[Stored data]
//! The reloadable tool registry.

use crate::declaration::ToolDeclaration;
use crate::error::{Error, Result};
use serde::Deserialize;
use std::collections::HashMap;
use std::path::Path;
use std::sync::{Arc, RwLock};

/// An immutable set of tool declarations.
///
/// Declaration order is preserved so capability advertisement is
/// deterministic.
#[derive(Debug, Default)]
pub struct ToolSet {
    tools: Vec<Arc<ToolDeclaration>>,
    index: HashMap<String, usize>,
}

impl ToolSet {
    /// Build a set, rejecting duplicate names.
    pub fn new(declarations: Vec<ToolDeclaration>) -> Result<Self> {
        let mut tools = Vec::with_capacity(declarations.len());
        let mut index = HashMap::with_capacity(declarations.len());

        for declaration in declarations {
            if index.contains_key(&declaration.name) {
                return Err(Error::DuplicateTool(declaration.name));
            }
            index.insert(declaration.name.clone(), tools.len());
            tools.push(Arc::new(declaration));
        }

        Ok(Self { tools, index })
    }

    /// Case-sensitive lookup.
    pub fn resolve(&self, name: &str) -> Option<Arc<ToolDeclaration>> {
        self.index.get(name).map(|&i| Arc::clone(&self.tools[i]))
    }

    pub fn list(&self) -> &[Arc<ToolDeclaration>] {
        &self.tools
    }

    pub fn len(&self) -> usize {
        self.tools.len()
    }

    pub fn is_empty(&self) -> bool {
        self.tools.is_empty()
    }
}

#[derive(Debug, Default, Deserialize)]
struct DeclarationFile {
    #[serde(default, rename = "tool")]
    tools: Vec<ToolDeclaration>,
}

/// Shared, atomically-reloadable registry handle.
///
/// Readers take an [`Arc`] snapshot of the current set; [`Registry::reload`]
/// swaps the whole set in one store, so concurrent resolutions never see a
/// partially-updated registry.
#[derive(Debug)]
pub struct Registry {
    inner: RwLock<Arc<ToolSet>>,
}

impl Registry {
    pub fn new(set: ToolSet) -> Self {
        Self {
            inner: RwLock::new(Arc::new(set)),
        }
    }

    /// Create a registry with no tools.
    pub fn empty() -> Self {
        Self::new(ToolSet::default())
    }

    /// Load declarations from a TOML file.
    pub fn load(path: impl AsRef<Path>) -> Result<Self> {
        let content = std::fs::read_to_string(path.as_ref())?;
        Self::parse(&content)
    }

    /// Parse declarations from a TOML string.
    pub fn parse(toml: &str) -> Result<Self> {
        Ok(Self::new(parse_set(toml)?))
    }

    /// Snapshot the current set. A dispatch batch resolves every call
    /// against one snapshot so a concurrent reload cannot split it.
    pub fn snapshot(&self) -> Arc<ToolSet> {
        Arc::clone(&read_lock(&self.inner))
    }

    /// Case-sensitive lookup against the current set.
    pub fn resolve(&self, name: &str) -> Option<Arc<ToolDeclaration>> {
        self.snapshot().resolve(name)
    }

    /// All declarations in declaration order.
    pub fn list(&self) -> Vec<Arc<ToolDeclaration>> {
        self.snapshot().list().to_vec()
    }

    /// Atomically replace the active set.
    pub fn reload(&self, set: ToolSet) {
        let mut guard = match self.inner.write() {
            Ok(guard) => guard,
            Err(poisoned) => poisoned.into_inner(),
        };
        *guard = Arc::new(set);
    }

    /// Re-parse declarations and replace the active set atomically.
    pub fn reload_from(&self, toml: &str) -> Result<usize> {
        let set = parse_set(toml)?;
        let count = set.len();
        self.reload(set);
        Ok(count)
    }
}

fn parse_set(toml: &str) -> Result<ToolSet> {
    let file: DeclarationFile = toml::from_str(toml).map_err(|e| Error::Parse(e.to_string()))?;
    ToolSet::new(file.tools)
}

fn read_lock(lock: &RwLock<Arc<ToolSet>>) -> std::sync::RwLockReadGuard<'_, Arc<ToolSet>> {
    match lock.read() {
        Ok(guard) => guard,
        Err(poisoned) => poisoned.into_inner(),
    }
}
//! Tool declarations.

use crate::schema::ParameterSchema;
use serde::{Deserialize, Serialize};
use wire::ToolDef;

/// One registered tool: what the model sees plus where calls go.
#[derive(Debug, Clone, Serialize, Deserialize)]
pub struct ToolDeclaration {
    /// Unique, case-sensitive tool name.
    pub name: String,

    #[serde(default)]
    pub description: String,

    /// Name of the backend that executes this tool.
    pub backend: String,

    #[serde(default)]
    pub parameters: ParameterSchema,
}

impl ToolDeclaration {
    /// Render as the wire-level function tool advertised to the model.
    pub fn to_wire(&self) -> ToolDef {
        ToolDef::function(&self.name, &self.description, self.parameters.to_value())
    }
}
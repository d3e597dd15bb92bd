//! Argument parameter schemas and validation.
//!
//! Declarations carry the object-shaped subset of JSON Schema the chat
//! tool protocol actually uses: typed properties, required fields, enum
//! restrictions, and an additional-properties switch. Validation runs
//! locally before a call ever reaches a backend.

use serde::{Deserialize, Serialize};
use serde_json::{Map, Value, json};
use std::collections::BTreeMap;
use thiserror::Error;

/// Schema for a tool's argument object.
#[derive(Debug, Clone, Default, Serialize, Deserialize)]
pub struct ParameterSchema {
    #[serde(default)]
    pub properties: BTreeMap<String, PropertySchema>,

    #[serde(default)]
    pub required: Vec<String>,

    /// Whether fields outside `properties` are tolerated.
    #[serde(default, alias = "additionalProperties")]
    pub additional_properties: bool,
}

/// Schema for one property of the argument object.
#[derive(Debug, Clone, Serialize, Deserialize)]
pub struct PropertySchema {
    #[serde(rename = "type")]
    pub kind: String,

    #[serde(default, skip_serializing_if = "Option::is_none")]
    pub description: Option<String>,

    #[serde(default, rename = "enum", skip_serializing_if = "Option::is_none")]
    pub enum_values: Option<Vec<String>>,
}

/// A schema violation, phrased so the model can correct itself.
#[derive(Debug, Clone, PartialEq, Eq, Error)]
pub enum Violation {
    #[error("arguments must be a JSON object, got {0}")]
    NotAnObject(&'static str),

    #[error("missing required field '{0}'")]
    MissingRequired(String),

    #[error("unexpected field '{0}'")]
    UnexpectedField(String),

    #[error("field '{field}' must be of type {expected}, got {got}")]
    WrongType {
        field: String,
        expected: String,
        got: &'static str,
    },

    #[error("field '{field}' must be one of {allowed:?}, got '{got}'")]
    NotInEnum {
        field: String,
        allowed: Vec<String>,
        got: String,
    },
}

impl ParameterSchema {
    /// Validate an argument payload against this schema.
    pub fn validate(&self, arguments: &Value) -> Result<(), Violation> {
        let Some(object) = arguments.as_object() else {
            return Err(Violation::NotAnObject(type_name(arguments)));
        };

        for field in &self.required {
            if !object.contains_key(field) {
                return Err(Violation::MissingRequired(field.clone()));
            }
        }

        for (field, value) in object {
            let Some(property) = self.properties.get(field) else {
                if self.additional_properties {
                    continue;
                }
                return Err(Violation::UnexpectedField(field.clone()));
            };
            property.validate(field, value)?;
        }

        Ok(())
    }

    /// Render as the JSON Schema object advertised to the model.
    pub fn to_value(&self) -> Value {
        let properties: Map<String, Value> = self
            .properties
            .iter()
            .map(|(name, property)| (name.clone(), property.to_value()))
            .collect();

        json!({
            "type": "object",
            "properties": properties,
            "required": self.required,
            "additionalProperties": self.additional_properties,
        })
    }
}

impl PropertySchema {
    fn validate(&self, field: &str, value: &Value) -> Result<(), Violation> {
        let matches = match self.kind.as_str() {
            "string" => value.is_string(),
            "number" => value.is_number(),
            "integer" => value.is_i64() || value.is_u64(),
            "boolean" => value.is_boolean(),
            "array" => value.is_array(),
            "object" => value.is_object(),
            // Unknown kinds are not enforced.
            _ => true,
        };
        if !matches {
            return Err(Violation::WrongType {
                field: field.to_string(),
                expected: self.kind.clone(),
                got: type_name(value),
            });
        }

        if let (Some(allowed), Some(s)) = (&self.enum_values, value.as_str()) {
            if !allowed.iter().any(|a| a == s) {
                return Err(Violation::NotInEnum {
                    field: field.to_string(),
                    allowed: allowed.clone(),
                    got: s.to_string(),
                });
            }
        }

        Ok(())
    }

    fn to_value(&self) -> Value {
        let mut object = Map::new();
        object.insert("type".to_string(), Value::String(self.kind.clone()));
        if let Some(description) = &self.description {
            object.insert("description".to_string(), Value::String(description.clone()));
        }
        if let Some(allowed) = &self.enum_values {
            object.insert(
                "enum".to_string(),
                Value::Array(allowed.iter().cloned().map(Value::String).collect()),
            );
        }
        Value::Object(object)
    }
}

fn type_name(value: &Value) -> &'static str {
    match value {
        Value::Null => "null",
        Value::Bool(_) => "boolean",
        Value::Number(_) => "number",
        Value::String(_) => "string",
        Value::Array(_) => "array",
        Value::Object(_) => "object",
    }
}

#[cfg(test)]
mod tests {
    use super::*;

    fn ping_schema() -> ParameterSchema {
        let mut properties = BTreeMap::new();
        properties.insert(
            "message".to_string(),
            PropertySchema {
                kind: "string".to_string(),
                description: Some("The message to send".to_string()),
                enum_values: Some(vec!["ping".to_string()]),
            },
        );
        ParameterSchema {
            properties,
            required: vec!["message".to_string()],
            additional_properties: false,
        }
    }

    #[test]
    fn accepts_conforming_arguments() {
        let schema = ping_schema();
        assert!(schema.validate(&json!({"message": "ping"})).is_ok());
    }

    #[test]
    fn rejects_missing_required_field() {
        let schema = ping_schema();
        assert_eq!(
            schema.validate(&json!({})),
            Err(Violation::MissingRequired("message".to_string()))
        );
    }

    #[test]
    fn rejects_wrong_type() {
        let schema = ping_schema();
        let err = schema.validate(&json!({"message": 7})).unwrap_err();
        assert!(matches!(err, Violation::WrongType { .. }));
    }

    #[test]
    fn rejects_value_outside_enum() {
        let schema = ping_schema();
        let err = schema.validate(&json!({"message": "pong"})).unwrap_err();
        assert!(matches!(err, Violation::NotInEnum { .. }));
    }

    #[test]
    fn rejects_unexpected_field_when_closed() {
        let schema = ping_schema();
        let err = schema
            .validate(&json!({"message": "ping", "extra": 1}))
            .unwrap_err();
        assert_eq!(err, Violation::UnexpectedField("extra".to_string()));
    }

    #[test]
    fn rejects_non_object_payload() {
        let schema = ping_schema();
        let err = schema.validate(&json!("ping")).unwrap_err();
        assert_eq!(err, Violation::NotAnObject("string"));
    }

    #[test]
    fn renders_json_schema() {
        let value = ping_schema().to_value();
        assert_eq!(value["type"], "object");
        assert_eq!(value["required"][0], "message");
        assert_eq!(value["properties"]["message"]["enum"][0], "ping");
        assert_eq!(value["additionalProperties"], false);
    }
}
mod config;
mod error;
mod routes;

use std::path::PathBuf;
use std::sync::Arc;

use clap::Parser;
use registry::Registry;
use runtime::{HttpToolServer, OpenAiBackend, Orchestrator, ToolClient};
use tracing::{info, warn};
use tracing_subscriber::EnvFilter;

use config::Config;
use error::Result;
use routes::AppState;

const CONFIG_FILE: &str = "stevedore.toml";

#[derive(Parser)]
#[command(name = "stevedore")]
#[command(about = "An OpenAI-compatible chat gateway with server-side tool execution", long_about = None)]
#[command(version)]
struct Cli {
    /// Path to the configuration file
    #[arg(short, long, default_value = CONFIG_FILE)]
    config: PathBuf,

    /// Override the listen address from the config
    #[arg(short, long)]
    listen: Option<String>,
}

#[tokio::main]
async fn main() {
    if let Err(e) = run().await {
        eprintln!("Error: {e}");
        std::process::exit(1);
    }
}

async fn run() -> Result<()> {
    tracing_subscriber::fmt()
        .with_env_filter(EnvFilter::try_from_default_env().unwrap_or_else(|_| "info".into()))
        .init();

    let cli = Cli::parse();

    let config = if cli.config.exists() {
        Config::load(&cli.config)?
    } else {
        warn!(path = %cli.config.display(), "config file not found, using defaults");
        Config::default()
    };
    let listen = cli.listen.unwrap_or_else(|| config.server.listen.clone());

    let registry = match &config.tools {
        Some(path) => Arc::new(Registry::load(path)?),
        None => Arc::new(Registry::empty()),
    };
    info!(tools = registry.snapshot().len(), "tool registry loaded");

    let mut client = ToolClient::new();
    for backend in &config.backends {
        info!(name = %backend.name, url = %backend.url, "registering tool backend");
        client = client.with_transport(Arc::new(HttpToolServer::new(&backend.name, &backend.url)));
    }

    let mut builder = OpenAiBackend::builder(&config.upstream.base_url);
    if let Some(key) = config.upstream.resolve_api_key() {
        builder = builder.api_key(key);
    } else {
        warn!("no upstream api key configured");
    }
    let backend = Arc::new(builder.build());

    let orchestrator = Arc::new(Orchestrator::new(
        backend,
        Arc::clone(&registry),
        client,
        config.limits.to_limits(),
    ));

    let state = Arc::new(AppState {
        orchestrator,
        registry,
        tools_path: config.tools.clone(),
    });

    let listener = tokio::net::TcpListener::bind(&listen).await?;
    info!(
        %listen,
        upstream = %config.upstream.base_url,
        "stevedore v{} listening",
        env!("CARGO_PKG_VERSION")
    );
    axum::serve(listener, routes::router(state)).await?;
    Ok(())
}
//! Configuration loading from stevedore.toml.

use runtime::Limits;
use serde::Deserialize;
use std::path::{Path, PathBuf};
use std::time::Duration;

/// Top-level configuration.
#[derive(Debug, Deserialize, Default)]
pub struct Config {
    #[serde(default)]
    pub server: ServerConfig,

    #[serde(default)]
    pub upstream: UpstreamConfig,

    #[serde(default)]
    pub limits: LimitsConfig,

    /// Path to the tool declaration file. When unset the gateway starts
    /// with an empty registry and reload requests are rejected.
    #[serde(default)]
    pub tools: Option<PathBuf>,

    /// Tool-execution backends, keyed by name from tool declarations.
    #[serde(default, rename = "backend")]
    pub backends: Vec<BackendConfig>,
}

#[derive(Debug, Deserialize)]
pub struct ServerConfig {
    #[serde(default = "default_listen")]
    pub listen: String,
}

impl Default for ServerConfig {
    fn default() -> Self {
        Self {
            listen: default_listen(),
        }
    }
}

/// The upstream model endpoint.
#[derive(Debug, Deserialize)]
pub struct UpstreamConfig {
    #[serde(default = "default_base_url")]
    pub base_url: String,

    /// Bearer token for the upstream. Falls back to the
    /// `STEVEDORE_API_KEY` environment variable when unset.
    pub api_key: Option<String>,
}

impl Default for UpstreamConfig {
    fn default() -> Self {
        Self {
            base_url: default_base_url(),
            api_key: None,
        }
    }
}

impl UpstreamConfig {
    pub fn resolve_api_key(&self) -> Option<String> {
        self.api_key
            .clone()
            .or_else(|| std::env::var("STEVEDORE_API_KEY").ok())
    }
}

#[derive(Debug, Deserialize)]
pub struct LimitsConfig {
    #[serde(default = "default_round_limit")]
    pub round_limit: u32,
    #[serde(default = "default_tool_timeout_ms")]
    pub tool_timeout_ms: u64,
    #[serde(default = "default_max_concurrent_tools")]
    pub max_concurrent_tools: usize,
    #[serde(default = "default_max_history_turns")]
    pub max_history_turns: usize,
}

impl Default for LimitsConfig {
    fn default() -> Self {
        Self {
            round_limit: default_round_limit(),
            tool_timeout_ms: default_tool_timeout_ms(),
            max_concurrent_tools: default_max_concurrent_tools(),
            max_history_turns: default_max_history_turns(),
        }
    }
}

impl LimitsConfig {
    pub fn to_limits(&self) -> Limits {
        Limits {
            round_limit: self.round_limit,
            per_call_timeout: Duration::from_millis(self.tool_timeout_ms),
            max_concurrency: self.max_concurrent_tools,
            max_history_turns: self.max_history_turns,
        }
    }
}

/// One HTTP tool server.
#[derive(Debug, Deserialize)]
pub struct BackendConfig {
    pub name: String,
    pub url: String,
}

fn default_listen() -> String {
    "127.0.0.1:8080".to_string()
}

fn default_base_url() -> String {
    "https://api.openai.com/v1".to_string()
}

fn default_round_limit() -> u32 {
    8
}

fn default_tool_timeout_ms() -> u64 {
    30_000
}

fn default_max_concurrent_tools() -> usize {
    8
}

fn default_max_history_turns() -> usize {
    256
}

impl Config {
    /// Load configuration from a TOML file.
    pub fn load(path: impl AsRef<Path>) -> Result<Self, ConfigError> {
        let content = std::fs::read_to_string(path.as_ref())?;
        Self::parse(&content)
    }

    /// Parse configuration from TOML string.
    pub fn parse(toml: &str) -> Result<Self, ConfigError> {
        toml::from_str(toml).map_err(|e| ConfigError::Parse(e.to_string()))
    }
}

#[derive(Debug, thiserror::Error)]
pub enum ConfigError {
    #[error("failed to read config: {0}")]
    Io(#[from] std::io::Error),

    #[error("failed to parse config: {0}")]
    Parse(String),
}
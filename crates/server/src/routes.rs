//! HTTP surface of the gateway.

use std::convert::Infallible;
use std::path::PathBuf;
use std::sync::Arc;

use axum::Json;
use axum::extract::State;
use axum::response::sse::{Event, KeepAlive, Sse};
use axum::response::{IntoResponse, Response};
use axum::routing::{get, post};
use axum::Router;
use futures::Stream;
use runtime::Orchestrator;
use registry::Registry;
use serde::Serialize;
use tokio::sync::mpsc;
use tokio_stream::StreamExt;
use tokio_stream::wrappers::ReceiverStream;
use tracing::{error, info};
use wire::{ChatCompletionChunk, ChatCompletionRequest, DONE_SENTINEL, ToolDef};

use crate::error::ApiError;

/// Shared per-process state.
pub struct AppState {
    pub orchestrator: Arc<Orchestrator>,
    pub registry: Arc<Registry>,
    pub tools_path: Option<PathBuf>,
}

pub fn router(state: Arc<AppState>) -> Router {
    Router::new()
        .route("/v1/chat/completions", post(chat_completions))
        .route("/v1/tools", get(list_tools))
        .route("/v1/tools/reload", post(reload_tools))
        .with_state(state)
}

async fn chat_completions(
    State(state): State<Arc<AppState>>,
    Json(request): Json<ChatCompletionRequest>,
) -> Response {
    if request.stream {
        stream_completion(state, request).await.into_response()
    } else {
        match state.orchestrator.run(&request).await {
            Ok(completion) => Json(completion).into_response(),
            Err(err) => ApiError::from(err).into_response(),
        }
    }
}

/// Run the request in streaming mode, bridging the orchestrator's chunk
/// channel onto an SSE response.
///
/// A failure after chunks have gone out cannot change the status line, so
/// it is delivered as an error frame followed by the `[DONE]` sentinel.
async fn stream_completion(
    state: Arc<AppState>,
    request: ChatCompletionRequest,
) -> Sse<impl Stream<Item = Result<Event, Infallible>>> {
    let (chunk_tx, mut chunk_rx) = mpsc::channel::<ChatCompletionChunk>(32);
    let (event_tx, event_rx) = mpsc::channel::<Event>(32);

    let orchestrator = Arc::clone(&state.orchestrator);
    let handle = tokio::spawn(async move {
        orchestrator.run_streaming(&request, &chunk_tx).await
    });

    tokio::spawn(async move {
        while let Some(chunk) = chunk_rx.recv().await {
            let Ok(event) = Event::default().json_data(&chunk) else {
                continue;
            };
            if event_tx.send(event).await.is_err() {
                // Client gone; the orchestrator notices via its own sender.
                return;
            }
        }

        match handle.await {
            Ok(Ok(())) => {}
            Ok(Err(runtime::Error::Canceled)) => return,
            Ok(Err(err)) => {
                error!("streaming request failed: {err}");
                let api = ApiError::from(err);
                if let Ok(event) = Event::default().json_data(&api.body) {
                    let _ = event_tx.send(event).await;
                }
            }
            Err(join_err) => {
                error!("streaming task panicked: {join_err}");
            }
        }
        let _ = event_tx.send(Event::default().data(DONE_SENTINEL)).await;
    });

    Sse::new(ReceiverStream::new(event_rx).map(Ok::<_, Infallible>))
        .keep_alive(KeepAlive::default())
}

#[derive(Debug, Serialize)]
struct ToolListing {
    object: String,
    data: Vec<ToolDef>,
}

async fn list_tools(State(state): State<Arc<AppState>>) -> Json<ToolListing> {
    let data = state
        .registry
        .list()
        .iter()
        .map(|declaration| declaration.to_wire())
        .collect();
    Json(ToolListing {
        object: "list".to_string(),
        data,
    })
}

#[derive(Debug, Serialize)]
struct ReloadReport {
    reloaded: usize,
}

async fn reload_tools(
    State(state): State<Arc<AppState>>,
) -> Result<Json<ReloadReport>, ApiError> {
    let Some(path) = &state.tools_path else {
        return Err(ApiError::invalid_request(
            "no tool declaration file configured",
        ));
    };

    let toml = std::fs::read_to_string(path)
        .map_err(|e| ApiError::invalid_request(format!("cannot read {}: {e}", path.display())))?;

    // A parse failure leaves the previous tool set serving.
    let reloaded = state
        .registry
        .reload_from(&toml)
        .map_err(|e| ApiError::invalid_request(e.to_string()))?;

    info!(reloaded, path = %path.display(), "tool registry reloaded");
    Ok(Json(ReloadReport { reloaded }))
}

#[cfg(test)]
mod tests {
    use super::*;
    use async_trait::async_trait;
    use http_body_util::BodyExt;
    use runtime::{Limits, ModelBackend, ModelError, ModelResponse, ModelStream, ToolClient, Turn};
    use tower::ServiceExt;
    use wire::Usage;

    struct CannedModel;

    #[async_trait]
    impl ModelBackend for CannedModel {
        async fn complete(
            &self,
            _request: &ChatCompletionRequest,
        ) -> Result<ModelResponse, ModelError> {
            Ok(ModelResponse {
                turn: Turn::assistant("pong", Vec::new()),
                usage: Usage::default(),
                finish_reason: Some("stop".to_string()),
            })
        }

        async fn stream(
            &self,
            _request: &ChatCompletionRequest,
        ) -> Result<ModelStream, ModelError> {
            Err(ModelError::InvalidResponse("not scripted".to_string()))
        }
    }

    fn test_state() -> Arc<AppState> {
        let registry = Arc::new(
            Registry::parse(
                r#"
                [[tool]]
                name = "ping_pong"
                description = "Answers pong"
                backend = "local"
                "#,
            )
            .unwrap(),
        );
        Arc::new(AppState {
            orchestrator: Arc::new(Orchestrator::new(
                Arc::new(CannedModel),
                Arc::clone(&registry),
                ToolClient::new(),
                Limits::default(),
            )),
            registry,
            tools_path: None,
        })
    }

    async fn body_json(response: Response) -> serde_json::Value {
        let bytes = response.into_body().collect().await.unwrap().to_bytes();
        serde_json::from_slice(&bytes).unwrap()
    }

    #[tokio::test]
    async fn completions_answer_in_wire_format() {
        let app = router(test_state());
        let request = axum::http::Request::post("/v1/chat/completions")
            .header("content-type", "application/json")
            .body(axum::body::Body::from(
                r#"{"model":"gpt-test","messages":[{"role":"user","content":"ping"}]}"#,
            ))
            .unwrap();

        let response = app.oneshot(request).await.unwrap();
        assert_eq!(response.status(), axum::http::StatusCode::OK);

        let json = body_json(response).await;
        assert_eq!(json["object"], "chat.completion");
        assert_eq!(json["choices"][0]["message"]["content"], "pong");
        assert_eq!(json["choices"][0]["finish_reason"], "stop");
    }

    #[tokio::test]
    async fn orphan_tool_result_is_a_400() {
        let app = router(test_state());
        let request = axum::http::Request::post("/v1/chat/completions")
            .header("content-type", "application/json")
            .body(axum::body::Body::from(
                r#"{"model":"gpt-test","messages":[{"role":"tool","content":"4","tool_call_id":"call_ghost"}]}"#,
            ))
            .unwrap();

        let response = app.oneshot(request).await.unwrap();
        assert_eq!(response.status(), axum::http::StatusCode::BAD_REQUEST);

        let json = body_json(response).await;
        assert_eq!(json["error"]["type"], "invalid_request_error");
    }

    #[tokio::test]
    async fn tools_listing_renders_declarations() {
        let app = router(test_state());
        let request = axum::http::Request::get("/v1/tools")
            .body(axum::body::Body::empty())
            .unwrap();

        let response = app.oneshot(request).await.unwrap();
        let json = body_json(response).await;
        assert_eq!(json["object"], "list");
        assert_eq!(json["data"][0]["function"]["name"], "ping_pong");
    }

    #[tokio::test]
    async fn reload_without_a_tools_file_is_rejected() {
        let app = router(test_state());
        let request = axum::http::Request::post("/v1/tools/reload")
            .body(axum::body::Body::empty())
            .unwrap();

        let response = app.oneshot(request).await.unwrap();
        assert_eq!(response.status(), axum::http::StatusCode::BAD_REQUEST);
    }
}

WHAT THE TASK REQUIRES — Return each line of the data that contains the string "Option".

RESULT FOR THIS TASK —
    pub fn resolve(&self, name: &str) -> Option<Arc<ToolDeclaration>> {
    pub fn resolve(&self, name: &str) -> Option<Arc<ToolDeclaration>> {
    #[serde(default, skip_serializing_if = "Option::is_none")]
    pub description: Option<String>,
    #[serde(default, rename = "enum", skip_serializing_if = "Option::is_none")]
    pub enum_values: Option<Vec<String>>,
    listen: Option<String>,
    pub tools: Option<PathBuf>,
    pub api_key: Option<String>,
    pub fn resolve_api_key(&self) -> Option<String> {
    pub tools_path: Option<PathBuf>,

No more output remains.